Action is needed to reduce the inequalities faced by women when accessing health services, the Royal Pharmaceutical Society has said.
In a position statement published earlier today (July 20), the RPS said women’s health issues are often surrounded by stigma, preventing some from openly discussing health conditions, and in some ceases leading to "tolerance of abnormal symptoms, reducing quality of life and possibly resulting in late detection of cancer".
The Society said pharmacists “can help reduce health inequalities for women through a range of public health services” and can play a greater role in supporting people from marginalised or economically deprived communities.
The RPS called for a campaign to improve awareness of “what is normal and what is not,” looking at issues like excessive menstrual bleeding and incontinence, as well as measures including mental health support for women of all ages, involving pharmacists in a “service redesign” of how medicines are used to treat women’s health conditions and making women’s health a part of pharmacists’ undergraduate training.
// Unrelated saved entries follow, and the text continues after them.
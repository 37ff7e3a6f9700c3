//! Python emitter

use super::{DeclarationValue, Emitter, PrintArgument};
use crate::config::runtime::EmitterPreferences;
use crate::symbols::DataType;

pub const HEADER_COMMENT: &str = "# Generated by minic: C subset translated to Python";

/// Python literal for a declaration without initializer
pub fn default_literal(data_type: DataType) -> &'static str {
    match data_type {
        DataType::Int => "0",
        DataType::Float => "0.0",
        DataType::Bool => "False",
        DataType::String => "\"\"",
    }
}

/// Python expression that prints a value of the given type
pub fn format_print_argument(argument: PrintArgument<'_>) -> String {
    match argument {
        PrintArgument::Literal(text) | PrintArgument::Raw(text) => text.to_string(),
        PrintArgument::Variable { name, data_type } => match data_type {
            DataType::Bool => format!("\"True\" if {} else \"False\"", name),
            DataType::Int | DataType::Float | DataType::String => format!("str({})", name),
        },
    }
}

/// Appends Python source to an owned buffer. Statements inside `main` sit at
/// indent depth 1.
#[derive(Debug, Clone)]
pub struct PythonEmitter {
    buffer: String,
    indent: String,
    pad_empty_body: bool,
    body_statements: usize,
}

impl PythonEmitter {
    pub fn new() -> Self {
        Self::with_preferences(&EmitterPreferences::default())
    }

    pub fn with_preferences(preferences: &EmitterPreferences) -> Self {
        Self {
            buffer: String::new(),
            indent: " ".repeat(preferences.indent_width),
            pad_empty_body: preferences.pad_empty_body,
            body_statements: 0,
        }
    }

    fn line(&mut self, text: &str) {
        self.buffer.push_str(&self.indent);
        self.buffer.push_str(text);
        self.buffer.push('\n');
    }

    fn statement(&mut self, text: &str) {
        self.line(text);
        self.body_statements += 1;
    }
}

impl Default for PythonEmitter {
    fn default() -> Self {
        Self::new()
    }
}

impl Emitter for PythonEmitter {
    fn header(&mut self) {
        self.buffer.push_str(HEADER_COMMENT);
        self.buffer.push('\n');
    }

    fn begin_main(&mut self) {
        self.buffer.push_str("\ndef main():\n");
        self.body_statements = 0;
    }

    fn declaration(&mut self, name: &str, value: DeclarationValue<'_>) {
        let rendered = match value {
            DeclarationValue::Initializer(text) => text,
            DeclarationValue::Default(data_type) => default_literal(data_type),
            DeclarationValue::Unknown => "None",
        };
        self.statement(&format!("{} = {}", name, rendered));
    }

    fn assignment(&mut self, name: &str, value: &str) {
        self.statement(&format!("{} = {}", name, value));
    }

    fn print(&mut self, argument: PrintArgument<'_>) {
        self.statement(&format!("print({})", format_print_argument(argument)));
    }

    fn end_main(&mut self) {
        if self.body_statements == 0 && self.pad_empty_body {
            self.line("pass");
        }
        self.buffer.push_str("\nif __name__ == \"__main__\":\n");
        self.line("main()");
    }

    fn output(&self) -> &str {
        &self.buffer
    }

    fn into_output(self) -> String {
        self.buffer
    }
}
RPS president Claire Anderson (pictured) said: “Pharmacists can help reduce stigma and improve women’s awareness of what is normal and what is not, covering issues like endometriosis, excessive menstrual bleeding, menopause and incontinence.
“Improved guidance on medication in pregnancy and breastfeeding is needed to ensure pharmacists can provide consistent, evidence-based, reliable information and advice to women across Great Britain.
“We believe women’s health should be covered in undergraduate training for pharmacists, and more research data is needed on how medicines work specifically in women.”